I would still check to see if motor is hot and see if blower wheel spins freely. Power off during this time. Then we can try to locate the fan control in the top area of the unit. May have silver cover that pulls off then you will see a round dial. Power on at this time. Advancing the dial would simulate normal operation and turn fan on, but if switch or motor are bad you still may have to pay that damn tech. Good luck nobody wants to spend the xmas $ on a furnace.


----------



## lindan (Dec 16, 2007)

Motor is not hot and the blower wheel moves freely. 

The limit control is set on 180. There are 2 fan dials. One says "fan off" and goes from 80-120. The other says "diff" and has 20, 40, 60, 80. I turned the "fan off" dial and get a clicking sound but that's it.

And you're 100% correct. With 4 kids, 3 of whom are in college, I have to do as much DYI as I can...especially at Christmas. There's going to be very little as it is...don't want to reduce it even more by having to pay for furnace repairs.


----------



## carriertech (Dec 16, 2007)

Sorry LInden that sounds like a cam stat type switch. Does the thing but looks different. I'm afraid without being able to discuss voltages I'm not sure I can help. If we could use a meter to check for 120 volts at the motor leads and work are way back through the switch, to the source we could find the culprit. wish I could be of more help.


----------



## lindan (Dec 16, 2007)

Here's a link to a photo of the limit & fan switch. http://s40.photobucket.com/albums/e212/lindadaniel/?action=view&current=Amandapics137.jpg

Does that help at all?


----------



## UBoiler (Nov 7, 2007)

Hopefully Carriertech is stil helping you out trouble shooting this. 

If you are still busting on it I'll see if any of this helps.

It sounds like your furnace and its safety features are working as they are designed. Thermostat signals burner on, burner lights, blower gets signal to turn on or just a completed circuit turns blower on, furnace chamber heats up but blower never moved any heated air so safety trips burner off.

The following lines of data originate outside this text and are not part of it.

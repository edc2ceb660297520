use super::*;
use crate::verdict::DetailStatus;
use serde_json::json;

fn canonical(entries: Value) -> CanonicalSet {
    entries
        .as_object()
        .expect("object fixture")
        .iter()
        .map(|(id, record)| (id.clone(), record.clone()))
        .collect()
}

fn run(id: &str, patch: Value, upstream: Value) -> Verdict {
    reconcile(id, &patch, &canonical(upstream), &ReconcileOptions::default())
}

fn detail<'a>(verdict: &'a Verdict, field: &str) -> &'a FieldDetail {
    verdict
        .details
        .iter()
        .find(|d| d.field == field)
        .unwrap_or_else(|| panic!("missing detail {field}: {:?}", verdict.details))
}

#[test]
fn diverging_level_is_needed() {
    let verdict = run(
        "t1",
        json!({"minPlayerLevel": 10}),
        json!({"t1": {"id": "t1", "name": "Debut", "minPlayerLevel": 20}}),
    );
    assert_eq!(verdict.status, VerdictStatus::Needed);
    assert!(verdict.still_needed);
    assert_eq!(verdict.display_name, "Debut");
    assert_eq!(verdict.details.len(), 1);
    assert_eq!(verdict.details[0].field, "minPlayerLevel");
    assert_eq!(verdict.details[0].status, DetailStatus::Needed);
    assert!(verdict.details[0].message.contains("20"));
    assert!(verdict.details[0].message.contains("10"));
}

#[test]
fn matching_level_is_fixed() {
    let verdict = run(
        "t1",
        json!({"minPlayerLevel": 10}),
        json!({"t1": {"minPlayerLevel": 10}}),
    );
    assert_eq!(verdict.status, VerdictStatus::Fixed);
    assert!(!verdict.still_needed);
    assert_eq!(verdict.count(DetailStatus::Fixed), 1);
}

#[test]
fn absent_entity_is_removed_from_api() {
    let verdict = run(
        "X",
        json!({"minPlayerLevel": 10, "objectives": {"o": {"count": 1}}, "disabled": true}),
        json!({"Y": {"minPlayerLevel": 10}}),
    );
    assert_eq!(verdict.status, VerdictStatus::RemovedFromApi);
    assert!(!verdict.still_needed);
    assert_eq!(verdict.details.len(), 1);
    assert_eq!(verdict.details[0].status, DetailStatus::Info);
}

#[test]
fn requirements_against_empty_filtered_api_list() {
    let verdict = run(
        "t1",
        json!({"taskRequirements": [{"task": {"id": "A"}}]}),
        json!({"t1": {"taskRequirements": [
            {"task": {"id": "B"}, "status": ["active"]},
            {"task": {"id": "C"}, "status": ["accepted"]}
        ]}}),
    );
    let d = detail(&verdict, "taskRequirements");
    assert_eq!(d.status, DetailStatus::Needed);
    assert!(d.message.contains("API has 0"), "{}", d.message);
    assert!(d.message.contains("patch has 1"), "{}", d.message);
    assert_eq!(verdict.status, VerdictStatus::Needed);
}

#[test]
fn requirements_compare_as_id_sets() {
    let upstream = json!({"t1": {"taskRequirements": [
        {"task": {"id": "B", "name": "Second"}, "status": ["complete"]},
        {"task": {"id": "A", "name": "First"}, "status": ["complete"]},
        {"task": {"id": "Z"}, "status": ["active"]}
    ]}});

    let same = run(
        "t1",
        json!({"taskRequirements": [{"task": {"id": "A"}}, {"task": {"id": "B"}}]}),
        upstream.clone(),
    );
    assert_eq!(detail(&same, "taskRequirements").status, DetailStatus::Fixed);

    let different = run(
        "t1",
        json!({"taskRequirements": [{"task": {"id": "A"}}]}),
        upstream,
    );
    let d = detail(&different, "taskRequirements");
    assert_eq!(d.status, DetailStatus::Needed);
    assert!(d.message.contains("A, B"), "{}", d.message);
}

#[test]
fn objective_patch_matching_upstream_is_fixed() {
    let verdict = run(
        "t1",
        json!({"objectives": {"obj1": {"count": 4}}}),
        json!({"t1": {"objectives": [{"id": "obj1", "count": 4, "description": "Find"}]}}),
    );
    let d = detail(&verdict, "objective:obj1:count");
    assert_eq!(d.status, DetailStatus::Fixed);
    assert_eq!(verdict.status, VerdictStatus::Fixed);
}

#[test]
fn unknown_objective_needs_a_human() {
    let verdict = run(
        "t1",
        json!({"objectives": {"ghost": {"count": 4}}}),
        json!({"t1": {"objectives": [{"id": "obj1", "count": 4}]}}),
    );
    let d = detail(&verdict, "objective:ghost");
    assert_eq!(d.status, DetailStatus::Check);
    assert_eq!(verdict.status, VerdictStatus::Needed);
}

#[test]
fn null_map_across_multiple_locations_is_fixed() {
    let verdict = run(
        "t1",
        json!({
            "map": null,
            "objectives": {
                "o1": {"maps": [{"id": "m1", "name": "Customs"}]},
                "o2": {"maps": [{"id": "m2", "name": "Woods"}]}
            }
        }),
        json!({"t1": {
            "map": null,
            "objectives": [
                {"id": "o1", "maps": [{"id": "m1", "name": "Customs"}]},
                {"id": "o2", "maps": [{"id": "m2", "name": "Woods"}]}
            ]
        }}),
    );
    assert_eq!(detail(&verdict, "map").status, DetailStatus::Fixed);
    assert_eq!(verdict.status, VerdictStatus::Fixed);
}

#[test]
fn concrete_map_across_multiple_locations_is_wrong_shape() {
    let verdict = run(
        "t1",
        json!({"map": {"name": "Customs"}}),
        json!({"t1": {
            "map": {"name": "Customs"},
            "objectives": [
                {"id": "o1", "maps": [{"name": "Customs"}]},
                {"id": "o2", "maps": [{"name": "Woods"}]}
            ]
        }}),
    );
    let d = detail(&verdict, "map");
    assert_eq!(d.status, DetailStatus::Needed);
    assert!(d.message.contains("null"), "{}", d.message);
}

#[test]
fn null_map_while_upstream_keeps_single_map_is_needed() {
    let verdict = run(
        "t1",
        json!({"map": null}),
        json!({"t1": {
            "map": {"name": "Customs"},
            "objectives": [
                {"id": "o1", "maps": [{"name": "Customs"}]},
                {"id": "o2", "maps": [{"name": "Woods"}]}
            ]
        }}),
    );
    assert_eq!(detail(&verdict, "map").status, DetailStatus::Needed);
}

#[test]
fn omitted_map_across_multiple_locations_is_needed() {
    let verdict = run(
        "t1",
        json!({"objectives": {
            "o1": {"maps": [{"name": "Customs"}]},
            "o2": {"maps": [{"name": "Woods"}]}
        }}),
        json!({"t1": {
            "map": {"name": "Customs"},
            "objectives": [
                {"id": "o1", "maps": [{"name": "Customs"}]},
                {"id": "o2", "maps": [{"name": "Woods"}]}
            ]
        }}),
    );
    assert_eq!(detail(&verdict, "objective:o1:maps").status, DetailStatus::Fixed);
    assert_eq!(detail(&verdict, "objective:o2:maps").status, DetailStatus::Fixed);
    let d = detail(&verdict, "map");
    assert_eq!(d.status, DetailStatus::Needed);
    assert!(d.message.contains("Customs, Woods"), "{}", d.message);
    assert_eq!(verdict.status, VerdictStatus::Needed);
}

#[test]
fn omitted_map_on_single_location_adds_no_detail() {
    let verdict = run(
        "t1",
        json!({"minPlayerLevel": 5}),
        json!({"t1": {
            "minPlayerLevel": 5,
            "map": {"name": "Factory"},
            "objectives": [
                {"id": "o1", "maps": [{"name": "Factory"}]},
                {"id": "o2", "maps": [{"name": "Night Factory"}]}
            ]
        }}),
    );
    assert_eq!(verdict.details.len(), 1);
    assert_eq!(verdict.status, VerdictStatus::Fixed);
}

#[test]
fn null_map_against_absent_upstream_map_is_needed() {
    let verdict = run(
        "t1",
        json!({"map": null}),
        json!({"t1": {
            "objectives": [
                {"id": "o1", "maps": [{"name": "Customs"}]},
                {"id": "o2", "maps": [{"name": "Woods"}]}
            ]
        }}),
    );
    let d = detail(&verdict, "map");
    assert_eq!(d.status, DetailStatus::Needed);
    assert!(d.message.contains("<absent>"), "{}", d.message);
}

#[test]
fn map_variants_count_as_one_location() {
    // Factory and Night Factory collapse, so ordinary comparison applies.
    let verdict = run(
        "t1",
        json!({"map": {"name": "Factory"}}),
        json!({"t1": {
            "map": {"name": "Factory", "id": "f"},
            "objectives": [
                {"id": "o1", "maps": [{"name": "Factory"}]},
                {"id": "o2", "maps": [{"name": "Night Factory"}]}
            ]
        }}),
    );
    assert_eq!(detail(&verdict, "map").status, DetailStatus::Fixed);
}

#[test]
fn requirement_without_task_id_is_needed() {
    let verdict = run(
        "t1",
        json!({"taskRequirements": [{"task": {"id": "A"}}, {}]}),
        json!({"t1": {"taskRequirements": [{"task": {"id": "A"}, "status": ["complete"]}]}}),
    );
    let d = detail(&verdict, "taskRequirements");
    assert_eq!(d.status, DetailStatus::Needed);
    assert!(d.message.contains("1 patch requirement"), "{}", d.message);
}

#[test]
fn added_objectives_match_by_id_or_description() {
    let verdict = run(
        "t1",
        json!({"objectivesAdd": [
            {"id": "new1", "description": "Something else"},
            {"description": "Survive Woods"},
            {"id": "new3", "description": "Still missing"}
        ]}),
        json!({"t1": {"objectives": [
            {"id": "new1", "description": "Renamed"},
            {"id": "o9", "description": "Survive Woods"}
        ]}}),
    );
    let first = detail(&verdict, "objectivesAdd:new1");
    assert_eq!(first.status, DetailStatus::Fixed);
    assert!(first.message.contains("now present upstream"));
    assert_eq!(detail(&verdict, "objectivesAdd:1").status, DetailStatus::Fixed);
    assert_eq!(detail(&verdict, "objectivesAdd:new3").status, DetailStatus::Needed);
    assert_eq!(verdict.status, VerdictStatus::Needed);
}

#[test]
fn nested_subset_only_checks_asserted_sub_fields() {
    let verdict = run(
        "t1",
        json!({"trader": {"name": "Prapor"}}),
        json!({"t1": {"trader": {"id": "p", "name": "Prapor", "normalizedName": "prapor"}}}),
    );
    assert_eq!(verdict.status, VerdictStatus::Fixed);
}

#[test]
fn field_missing_upstream_is_needed() {
    let verdict = run("t1", json!({"kappaRequired": true}), json!({"t1": {"id": "t1"}}));
    let d = detail(&verdict, "kappaRequired");
    assert_eq!(d.status, DetailStatus::Needed);
    assert!(d.message.contains("<absent>"));
}

#[test]
fn disabled_patch_follows_policy() {
    let upstream = canonical(json!({"t1": {"minPlayerLevel": 1}}));
    let patch = json!({"disabled": true, "minPlayerLevel": 5});

    let flagged = reconcile("t1", &patch, &upstream, &ReconcileOptions::default());
    assert_eq!(flagged.status, VerdictStatus::Needed);
    assert_eq!(flagged.details.len(), 1);
    assert_eq!(flagged.details[0].status, DetailStatus::Check);

    let options = ReconcileOptions {
        disabled_policy: DisabledPolicy::ResolveAsFixed,
        ..ReconcileOptions::default()
    };
    let resolved = reconcile("t1", &patch, &upstream, &options);
    assert_eq!(resolved.status, VerdictStatus::Fixed);
    assert!(!resolved.still_needed);
    assert_eq!(resolved.details.len(), 1);
    assert_eq!(resolved.details[0].status, DetailStatus::Info);
}

#[test]
fn disabled_false_is_not_a_field() {
    let verdict = run(
        "t1",
        json!({"disabled": false, "minPlayerLevel": 1}),
        json!({"t1": {"minPlayerLevel": 1}}),
    );
    assert_eq!(verdict.details.len(), 1);
    assert_eq!(verdict.status, VerdictStatus::Fixed);
}

#[test]
fn malformed_shapes_degrade_instead_of_panicking() {
    let verdict = run(
        "t1",
        json!({"objectives": [1, 2], "objectivesAdd": {"x": 1}, "taskRequirements": "A"}),
        json!({"t1": "not an object"}),
    );
    assert_eq!(verdict.status, VerdictStatus::Needed);
    assert_eq!(verdict.details.len(), 3);
}

#[test]
fn class_without_upstream_data_is_not_found() {
    let mut patches = PatchSet::new();
    patches.insert("a".to_string(), json!({"name": "Alpha"}));
    patches.insert("b".to_string(), json!({}));
    let verdicts = reconcile_class(&patches, None, &ReconcileOptions::default());
    assert_eq!(verdicts.len(), 2);
    assert!(verdicts.iter().all(|v| v.status == VerdictStatus::NotFound));
    assert_eq!(verdicts[0].display_name, "Alpha");
    assert_eq!(verdicts[1].display_name, "b");
}

#[test]
fn disabled_policy_parses_from_cli_spelling() {
    assert_eq!(
        "resolve-as-fixed".parse::<DisabledPolicy>(),
        Ok(DisabledPolicy::ResolveAsFixed)
    );
    assert_eq!(
        " Flag-For-Review ".parse::<DisabledPolicy>(),
        Ok(DisabledPolicy::FlagForReview)
    );
    assert!("delete".parse::<DisabledPolicy>().is_err());
}

#[test]
fn rule_table_ends_with_catch_all() {
    let last = FIELD_RULES.last().expect("rules");
    assert_eq!(last.name, "plain");
    let layout = RecordLayout::default();
    assert!((last.claims)("anything", &layout));
    let map_rule = FIELD_RULES.iter().find(|r| r.name == "map").expect("map rule");
    assert!((map_rule.claims)("map", &layout));
    assert!(!(map_rule.claims)("maps", &layout));
}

Seems like the story. Everything happens for a reason. If you have a multi-tester for electricity and know how to safely use it, that would be good way to figure this out. I'm just a farm kid living in the big city so what I know for sure and $5 might get you a good cup of coffee somewhere. What I'm saying is you can probably figure it out and you can probably eventually fix it yourself but if you haven't the time or the safety awareness to do this, give the pros a call and eventually get yourself a good nights sleep.

If it were were mine I would look at the wiring diagram and see wher the blower comes into the electrical loop. I'd find its wiring and I would safely run the proper electrical juice to its leads and see if the blower would run. I mean if its a safety switch or relay that's out I'd like to eliminate those as I move along. Your furnace is just a bunch of inter-connected parts with pieces that can be isolated and trouble-shooted out. Without knowing your furnace, I'd check blower, blower relay, fan and limit control , and I wouldnt think any aquastat because the blower never kicks on. Good luck. Cliff


----------



## lindan (Dec 16, 2007)

UBoiler - Thanks for the tips. My brother is an electrician but is out of town or I'd get him over here! I think I may be able to borrow his volt meter. I'm not wanting to wait until my hubby returns. It got to 23 degrees last night, but I stayed warm with an oil filled electric heater in my room.

Anyway, thanks again. I'll look into the wiring.


----------



## redline (Mar 5, 2006)

There are three wires coming into the limit switch.

What does the yellow, black and brown one have written on the limit switch?

COM?
LINE?
LOAD?


You shold be able to connect two of these to see if the motor will rotate.
If the motor rotates then the motor is good.

If the motor does not rotate then the limit switch may be bad.

Can you post a photo of the wires as they connect to the motor?


----------